Возрастание числа христиан и обращение в него некоторых знатных людей империи,
скрытность и тайна, которые окружали их собрания и культ, восточное происхождение
христианства, его стиль жизни, чуждый разврату, языческим празднествам и поклонению
богам, всё это мало–помалу делает христиан подозрительными. В 50 и 60-ых годах первого
века империя переживает экономический кризис. Динарий обесценился, и население терпело
голод и нищету. Рим наполнился иностранцами, потому что в столице, по крайней мере, люди
рассчитывали на периодическую раздачу зерна и хлеба. Римские простолюдины смотрели на
этих иностранцев как на конкурентов. Ксенофобия толпы ещё усиливается из-за презрения ко
всему новому и иностранному, господствовавшего в высших слоях. Всё что приходит с
востока, плохо пахнет. Латинская пословица «Река Оронте (в Малой Азии) впадает в Тибр» - в
этом смысле очень выразительна. Тацит очень ясно отображает эту ментальность. Упоминая о
христианстве, он говорит, что оно разрослось «не только в Иудее, где возникло это зло, но и в
самом Риме, куда отовсюду стекаются гнусности и бесстыдства…». Слухи растут и
распространяются. Христианство становится синонимом атеизма, потому что не признаёт
никакого бога. За святотатство христиан боги карают империю засухами и наводнениями,
чумой и плохими урожаями. И это ещё не всё. На своих ночных собраниях, перед восходом
солнца, они совершают самые ужасные свои мерзости: оргии между «братьями» и «сёстрами»,
а в завершении всего убивают младенца, едят его мясо и пьют его кровь. Несмотря на
невероятность подобных обвинений, они оказывают хорошо известный в психологии эффект
толпы и сильно влияют даже на образованных и мыслящих людей. Плиний, Тацит, Светоний,
Марк Аврелий и Цельс, хоть и не доверяют этим обвинениям, но постоянно повторяют два
слова, которые слухи постоянно распространяют по поводу христиан: «суеверие» и «мерзость».
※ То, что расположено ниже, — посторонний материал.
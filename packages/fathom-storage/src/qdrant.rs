use std::collections::HashMap;

use base64::{Engine, engine::general_purpose::STANDARD};
use qdrant_client::qdrant::{Query, QueryPointsBuilder, Value, value::Kind};

use crate::{Result, models::ChunkHit};

pub struct QdrantStore {
	pub client: qdrant_client::Qdrant,
	pub collection: String,
	pub vector_dim: u32,
}
impl QdrantStore {
	pub fn new(cfg: &fathom_config::Qdrant) -> Result<Self> {
		let client = qdrant_client::Qdrant::from_url(&cfg.url).build()?;

		Ok(Self { client, collection: cfg.collection.clone(), vector_dim: cfg.vector_dim })
	}

	pub async fn search(
		&self,
		vector: Vec<f32>,
		limit: u64,
		min_similarity: f32,
	) -> Result<Vec<ChunkHit>> {
		if vector.len() != self.vector_dim as usize {
			return Err(crate::Error::InvalidArgument(format!(
				"query vector has {} dimensions, collection expects {}",
				vector.len(),
				self.vector_dim
			)));
		}

		let query = QueryPointsBuilder::new(self.collection.clone())
			.query(Query::new_nearest(vector))
			.with_payload(true)
			.score_threshold(min_similarity)
			.limit(limit);
		let response = self.client.query(query).await?;
		let hits = response
			.result
			.into_iter()
			.map(|point| {
				let payload = &point.payload;

				ChunkHit {
					chunk_id: payload_str(payload, "chunk_id").unwrap_or_default(),
					content: payload_str(payload, "content").unwrap_or_default(),
					encrypted: payload_str(payload, "content_encrypted")
						.and_then(|raw| STANDARD.decode(raw).ok()),
					similarity: point.score,
					sensitivity: payload_str(payload, "sensitivity"),
				}
			})
			.collect();

		Ok(hits)
	}
}

fn payload_str(payload: &HashMap<String, Value>, key: &str) -> Option<String> {
	let value = payload.get(key)?;

	match &value.kind {
		Some(Kind::StringValue(text)) => Some(text.clone()),
		_ => None,
	}
}
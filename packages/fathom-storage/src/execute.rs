use serde_json::{Map, Value};
use sqlx::{Column, PgPool, Row, postgres::PgRow};
use time::{Date, OffsetDateTime, format_description::well_known::Rfc3339};
use uuid::Uuid;

use crate::{Result, models::ExecutionResult};

/// Runs a validated read-only statement and maps the rows to JSON objects.
/// At most `max_rows` rows are kept; the row bound applied at validation
/// keeps the statement itself small, this is the hard backstop.
pub async fn run_query(pool: &PgPool, sql: &str, max_rows: usize) -> Result<ExecutionResult> {
	let fetched: Vec<PgRow> = sqlx::query(sql).fetch_all(pool).await?;
	let truncated = fetched.len() > max_rows;
	let columns = fetched
		.first()
		.map(|row| row.columns().iter().map(|c| c.name().to_string()).collect())
		.unwrap_or_default();
	let rows = fetched.iter().take(max_rows).map(row_to_json).collect();

	Ok(ExecutionResult { columns, rows, truncated })
}

fn row_to_json(row: &PgRow) -> Map<String, Value> {
	let mut out = Map::new();

	for (index, column) in row.columns().iter().enumerate() {
		out.insert(column.name().to_string(), column_value(row, index));
	}

	out
}

// Decode attempts run from the most common warehouse types down; anything
// undecodable surfaces as null rather than failing the whole row.
fn column_value(row: &PgRow, index: usize) -> Value {
	if let Ok(v) = row.try_get::<Option<i64>, _>(index) {
		return v.map(Value::from).unwrap_or(Value::Null);
	}
	if let Ok(v) = row.try_get::<Option<i32>, _>(index) {
		return v.map(Value::from).unwrap_or(Value::Null);
	}
	if let Ok(v) = row.try_get::<Option<f64>, _>(index) {
		return v
			.and_then(|f| serde_json::Number::from_f64(f).map(Value::Number))
			.unwrap_or(Value::Null);
	}
	if let Ok(v) = row.try_get::<Option<bool>, _>(index) {
		return v.map(Value::from).unwrap_or(Value::Null);
	}
	if let Ok(v) = row.try_get::<Option<String>, _>(index) {
		return v.map(Value::from).unwrap_or(Value::Null);
	}
	if let Ok(v) = row.try_get::<Option<OffsetDateTime>, _>(index) {
		return v
			.and_then(|ts| ts.format(&Rfc3339).ok())
			.map(Value::from)
			.unwrap_or(Value::Null);
	}
	if let Ok(v) = row.try_get::<Option<Date>, _>(index) {
		return v.map(|d| Value::from(d.to_string())).unwrap_or(Value::Null);
	}
	if let Ok(v) = row.try_get::<Option<Uuid>, _>(index) {
		return v.map(|u| Value::from(u.to_string())).unwrap_or(Value::Null);
	}
	if let Ok(v) = row.try_get::<Option<Value>, _>(index) {
		return v.unwrap_or(Value::Null);
	}

	Value::Null
}
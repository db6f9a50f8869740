use std::time::Instant;

use fathom_domain::{
	clearance::{self, CallerContext},
	sensitivity::{Classification, Sensitivity},
};
use fathom_providers::HistoryTurn;
use fathom_storage::audit::{AccessRecord, DenialRecord};

use crate::{FathomService, Result, cache::ResponseCache, fallback, primary};

pub const OUT_OF_SCOPE_ANSWER: &str = "I can only answer questions about sales, accounts \
	payable, accounts receivable, or topics covered by the company knowledge base.";
pub const NO_RESULTS_ANSWER: &str =
	"I could not find information to answer that question. Try rephrasing it.";
pub const INTERNAL_ERROR_ANSWER: &str =
	"Sorry, something went wrong while answering your question. The team has been notified.";

#[derive(Debug, Clone, serde::Serialize, serde::Deserialize)]
pub struct AskRequest {
	pub question: String,
	#[serde(default)]
	pub history: Vec<Turn>,
	pub caller: Option<CallerContext>,
}

#[derive(Debug, Clone, serde::Serialize, serde::Deserialize)]
pub struct Turn {
	pub user: String,
	pub bot: String,
}

#[derive(Debug, Clone, Copy, PartialEq, Eq, serde::Serialize, serde::Deserialize)]
#[serde(rename_all = "snake_case")]
pub enum Route {
	Sql,
	Vector,
	Denied,
	OutOfScope,
	Error,
}
impl Route {
	pub fn as_str(self) -> &'static str {
		match self {
			Self::Sql => "sql",
			Self::Vector => "vector",
			Self::Denied => "denied",
			Self::OutOfScope => "out_of_scope",
			Self::Error => "error",
		}
	}
}

#[derive(Debug, Clone, PartialEq, serde::Serialize, serde::Deserialize)]
pub struct RouteResponse {
	pub success: bool,
	pub answer: String,
	pub confidence: f32,
	pub route: Route,
	pub sensitivity: Sensitivity,
	/// What the answer was built from: chunk ids on the knowledge route, the
	/// executed statement on the warehouse route.
	#[serde(default)]
	pub sources: Vec<String>,
	pub processing_ms: u64,
	pub requires_human_review: bool,
}

pub(crate) struct Routed {
	pub(crate) response: RouteResponse,
	pub(crate) tokens_used: Option<u64>,
	pub(crate) row_count: Option<i32>,
}

impl FathomService {
	/// Answers one business question. Never returns an error: every internal
	/// failure is converted into a generic apology response here.
	pub async fn ask(&self, req: AskRequest) -> RouteResponse {
		let started = Instant::now();
		let question = req.question.trim().to_string();
		let key = ResponseCache::key(&question, req.caller.as_ref());

		if let Some(hit) = self.cache.get(&key) {
			self.metrics.cache_hit();
			tracing::debug!(route = hit.route.as_str(), "Answering from cache.");

			return hit;
		}

		let classification = self.classifier.classify(&question);

		match self.route(&question, &req, &classification).await {
			Ok(mut routed) => {
				routed.response.processing_ms = started.elapsed().as_millis() as u64;

				if matches!(routed.response.route, Route::Sql | Route::Vector) {
					self.cache.put(key, routed.response.clone());
				}
				if routed.response.route != Route::Denied {
					self.record_access(&req, &classification, &routed).await;
				}

				self.metrics.observe(
					routed.response.route,
					classification.tier,
					routed.response.success,
					routed.response.processing_ms,
					routed.tokens_used,
				);

				routed.response
			},
			Err(err) => {
				tracing::error!(error = %err, "Question processing failed.");
				self.metrics.record_error("internal");

				let response = RouteResponse {
					success: false,
					answer: INTERNAL_ERROR_ANSWER.to_string(),
					confidence: 0.0,
					route: Route::Error,
					sensitivity: classification.tier,
					sources: Vec::new(),
					processing_ms: started.elapsed().as_millis() as u64,
					requires_human_review: true,
				};

				self.metrics.observe(
					Route::Error,
					classification.tier,
					false,
					response.processing_ms,
					None,
				);

				response
			},
		}
	}

	async fn route(
		&self,
		question: &str,
		req: &AskRequest,
		classification: &Classification,
	) -> Result<Routed> {
		let caller = req.caller.as_ref();

		// Authorization strictly precedes generation: a denied caller must
		// not be able to trigger a generator call as a side channel.
		if !clearance::authorize(classification.tier, caller) {
			tracing::info!(
				tier = classification.tier.as_str(),
				caller = caller.map(|c| c.id.as_str()).unwrap_or("-"),
				"Question denied by permission gate."
			);

			let record = DenialRecord {
				caller_id: caller.map(|c| c.id.clone()),
				question: question.to_string(),
				required: classification.tier.as_str().to_string(),
				clearance: caller.map(|c| c.clearance.clone()),
			};

			if let Err(err) = self.backends.audit.denial(record).await {
				tracing::warn!(error = %err, "Denial audit write failed.");
			}

			return Ok(Routed {
				response: RouteResponse {
					success: false,
					answer: clearance::denial_message(classification.tier).to_string(),
					confidence: classification.confidence,
					route: Route::Denied,
					sensitivity: classification.tier,
					sources: Vec::new(),
					processing_ms: 0,
					requires_human_review: false,
				},
				tokens_used: None,
				row_count: None,
			});
		}

		let history = self.bounded_history(&req.history);

		match self.answer_from_warehouse(question, &history, classification).await {
			primary::Outcome::Answered { response, row_count } => Ok(Routed {
				response,
				tokens_used: None,
				row_count: Some(row_count),
			}),
			primary::Outcome::OutOfScope => Ok(Routed {
				response: RouteResponse {
					success: false,
					answer: OUT_OF_SCOPE_ANSWER.to_string(),
					confidence: classification.confidence,
					route: Route::OutOfScope,
					sensitivity: classification.tier,
					sources: Vec::new(),
					processing_ms: 0,
					requires_human_review: false,
				},
				tokens_used: None,
				row_count: None,
			}),
			primary::Outcome::Fallback => {
				let fallback::Answered { response, tokens_used } =
					self.answer_from_knowledge(question, classification).await;

				Ok(Routed { response, tokens_used, row_count: None })
			},
		}
	}

	fn bounded_history(&self, turns: &[Turn]) -> Vec<HistoryTurn> {
		let keep = self.cfg.routing.max_history_turns;
		let skip = turns.len().saturating_sub(keep);

		turns
			.iter()
			.skip(skip)
			.map(|turn| HistoryTurn { user: turn.user.clone(), bot: turn.bot.clone() })
			.collect()
	}

	async fn record_access(
		&self,
		req: &AskRequest,
		classification: &Classification,
		routed: &Routed,
	) {
		let record = AccessRecord {
			caller_id: req.caller.as_ref().map(|c| c.id.clone()),
			question: bounded_question(req.question.trim()),
			route: routed.response.route.as_str().to_string(),
			sensitivity: classification.tier.as_str().to_string(),
			confidence: routed.response.confidence,
			success: routed.response.success,
			row_count: routed.row_count,
			tokens_used: routed.tokens_used.map(|t| t as i64),
			duration_ms: routed.response.processing_ms as i64,
			sources: routed.response.sources.clone(),
		};

		if let Err(err) = self.backends.audit.access(record).await {
			tracing::warn!(error = %err, "Access audit write failed.");
		}
	}
}

/// Stored question text is capped so an oversized input cannot bloat the log.
const QUESTION_AUDIT_MAX_CHARS: usize = 1_000;

fn bounded_question(question: &str) -> String {
	question.chars().take(QUESTION_AUDIT_MAX_CHARS).collect()
}
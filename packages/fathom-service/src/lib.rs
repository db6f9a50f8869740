pub mod ask;
pub mod backends;
pub mod cache;
pub mod fallback;
pub mod metrics;
pub mod primary;
pub mod retry;

mod error;

use std::{future::Future, pin::Pin, sync::Arc};

pub use ask::{AskRequest, Route, RouteResponse, Turn};
pub use error::{Error, Result};

use fathom_config::{Config, EmbeddingProviderConfig, LlmProviderConfig};
use fathom_domain::{catalog::Catalog, cipher::CipherError, sensitivity::Classifier};
use fathom_providers::{
	HistoryTurn,
	answer::{self, Answer},
	embedding,
	sqlgen::{self, SqlOutcome},
};
use fathom_storage::{
	audit::{AccessRecord, DenialRecord},
	models::{ChunkHit, ExecutionResult},
};

pub type BoxFuture<'a, T> = Pin<Box<dyn Future<Output = T> + Send + 'a>>;

pub trait SqlGenerator
where
	Self: Send + Sync,
{
	fn generate<'a>(
		&'a self,
		cfg: &'a LlmProviderConfig,
		catalog_text: &'a str,
		history: &'a [HistoryTurn],
		question: &'a str,
	) -> BoxFuture<'a, Result<SqlOutcome>>;
}

pub trait AnswerComposer
where
	Self: Send + Sync,
{
	fn compose<'a>(
		&'a self,
		cfg: &'a LlmProviderConfig,
		question: &'a str,
		passages: &'a [String],
	) -> BoxFuture<'a, Result<Answer>>;
}

pub trait EmbeddingProvider
where
	Self: Send + Sync,
{
	fn embed<'a>(
		&'a self,
		cfg: &'a EmbeddingProviderConfig,
		text: &'a str,
	) -> BoxFuture<'a, Result<Vec<f32>>>;
}

pub trait QueryExecutor
where
	Self: Send + Sync,
{
	fn run<'a>(&'a self, sql: &'a str) -> BoxFuture<'a, fathom_storage::Result<ExecutionResult>>;
}

pub trait VectorSearcher
where
	Self: Send + Sync,
{
	fn search<'a>(
		&'a self,
		vector: Vec<f32>,
		limit: u64,
		min_similarity: f32,
	) -> BoxFuture<'a, fathom_storage::Result<Vec<ChunkHit>>>;
}

pub trait AuditSink
where
	Self: Send + Sync,
{
	fn access<'a>(&'a self, record: AccessRecord) -> BoxFuture<'a, fathom_storage::Result<()>>;
	fn denial<'a>(&'a self, record: DenialRecord) -> BoxFuture<'a, fathom_storage::Result<()>>;
}

pub trait ContentDecryptor
where
	Self: Send + Sync,
{
	fn decrypt(&self, payload: &[u8]) -> Result<String, CipherError>;
}

#[derive(Clone)]
pub struct Providers {
	pub sqlgen: Arc<dyn SqlGenerator>,
	pub answerer: Arc<dyn AnswerComposer>,
	pub embedding: Arc<dyn EmbeddingProvider>,
}
impl Providers {
	pub fn new(
		sqlgen: Arc<dyn SqlGenerator>,
		answerer: Arc<dyn AnswerComposer>,
		embedding: Arc<dyn EmbeddingProvider>,
	) -> Self {
		Self { sqlgen, answerer, embedding }
	}
}
impl Default for Providers {
	fn default() -> Self {
		let provider = Arc::new(DefaultProviders);

		Self { sqlgen: provider.clone(), answerer: provider.clone(), embedding: provider }
	}
}

#[derive(Clone)]
pub struct Backends {
	pub executor: Arc<dyn QueryExecutor>,
	pub vectors: Arc<dyn VectorSearcher>,
	pub audit: Arc<dyn AuditSink>,
	pub decryptor: Arc<dyn ContentDecryptor>,
}

pub struct FathomService {
	pub cfg: Config,
	pub providers: Providers,
	pub backends: Backends,
	pub metrics: metrics::Metrics,
	pub(crate) catalog: Catalog,
	pub(crate) classifier: Classifier,
	pub(crate) cache: cache::ResponseCache,
}
impl FathomService {
	pub fn new(cfg: Config, backends: Backends) -> Self {
		Self::with_providers(cfg, backends, Providers::default())
	}

	pub fn with_providers(cfg: Config, backends: Backends, providers: Providers) -> Self {
		let cache = cache::ResponseCache::new(cfg.cache.ttl_secs);

		Self {
			cfg,
			providers,
			backends,
			metrics: metrics::Metrics::default(),
			catalog: Catalog::standard(),
			classifier: Classifier::new(),
			cache,
		}
	}
}

struct DefaultProviders;

impl SqlGenerator for DefaultProviders {
	fn generate<'a>(
		&'a self,
		cfg: &'a LlmProviderConfig,
		catalog_text: &'a str,
		history: &'a [HistoryTurn],
		question: &'a str,
	) -> BoxFuture<'a, Result<SqlOutcome>> {
		Box::pin(async move {
			sqlgen::generate(cfg, catalog_text, history, question).await.map_err(Into::into)
		})
	}
}

impl AnswerComposer for DefaultProviders {
	fn compose<'a>(
		&'a self,
		cfg: &'a LlmProviderConfig,
		question: &'a str,
		passages: &'a [String],
	) -> BoxFuture<'a, Result<Answer>> {
		Box::pin(async move { answer::compose(cfg, question, passages).await.map_err(Into::into) })
	}
}

impl EmbeddingProvider for DefaultProviders {
	fn embed<'a>(
		&'a self,
		cfg: &'a EmbeddingProviderConfig,
		text: &'a str,
	) -> BoxFuture<'a, Result<Vec<f32>>> {
		Box::pin(async move { embedding::embed(cfg, text).await.map_err(Into::into) })
	}
}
Тацит доходит даже до того, что обвиняет христиан в «odium humani generis» - «ненависти к
человеческому роду».
Столкновение между христианством и империей было неизбежно. Не хватало лишь малой
искры, чтобы разгорелся пожар, который бы покончил с этим «злом». И эта искра вспыхнула в
Риме во время пожара в ночь с 18 на 19 июля 64 года.